_ASSIGNED TASK_
Set down only what runs from the line containing "a key press" through the last line of the data, exactly as it reads.

_SOURCE RECORDS_
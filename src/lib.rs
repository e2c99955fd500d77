pub mod cli;
pub mod config;
pub mod error;
pub mod logging;
pub mod ui;

use crate::cli::Cli;
use crate::error::AppError;

/// Load config, start logging, and run the terminal UI.
pub fn run(cli: &Cli) -> Result<(), AppError> {
    let config = cli.load_config()?;
    if logging::init_tracing(&config.logging)? {
        tracing::debug!(?config, "configuration loaded");
    }
    ui::runtime::run(&config)
}
use crate::config::Config;
use crate::error::AppError;
use crate::ui::app::App;
use crate::ui::events::{AppEvent, EventHandler};
use crate::ui::input::handle_key;
use crate::ui::render::draw;
use crate::ui::terminal_guard::setup_terminal;

/// Run the UI until the user quits.
pub fn run(config: &Config) -> Result<(), AppError> {
    let (mut terminal, guard) = setup_terminal()?;
    let events = EventHandler::new(config.ui.tick_rate());
    let mut app = App::new();
    tracing::info!(tick_rate_ms = config.ui.tick_rate_ms, "mailroom started");

    loop {
        terminal.draw(|frame| draw(frame, &app))?;
        if app.should_quit() {
            break;
        }

        match events.next()? {
            AppEvent::Key(key) => handle_key(&mut app, key),
            AppEvent::Paste(text) => app.paste(&text),
            AppEvent::Resize(cols, rows) => tracing::debug!(cols, rows, "terminal resized"),
            AppEvent::Tick => {}
        }
    }

    drop(guard);
    tracing::info!(
        messages = app.inbox().messages.len(),
        unread = app.inbox().unread_messages,
        "mailroom stopped"
    );
    Ok(())
}
//! Base trait for intents in the MVI architecture.

use std::fmt::Debug;

/// Marker trait for intent objects.
///
/// An intent is a closed, typed request to transition state: a key press
/// translated by the view, a form submission, a navigation event. Each
/// variant carries exactly the fields its transition needs.
///
/// `Debug` is required so the store can log every dispatch.
pub trait Intent: Debug + Send + 'static {}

_WRITTEN ANSWER_
/// An intent is a closed, typed request to transition state: a key press
/// translated by the view, a form submission, a navigation event. Each
/// variant carries exactly the fields its transition needs.
///
/// `Debug` is required so the store can log every dispatch.
pub trait Intent: Debug + Send + 'static {}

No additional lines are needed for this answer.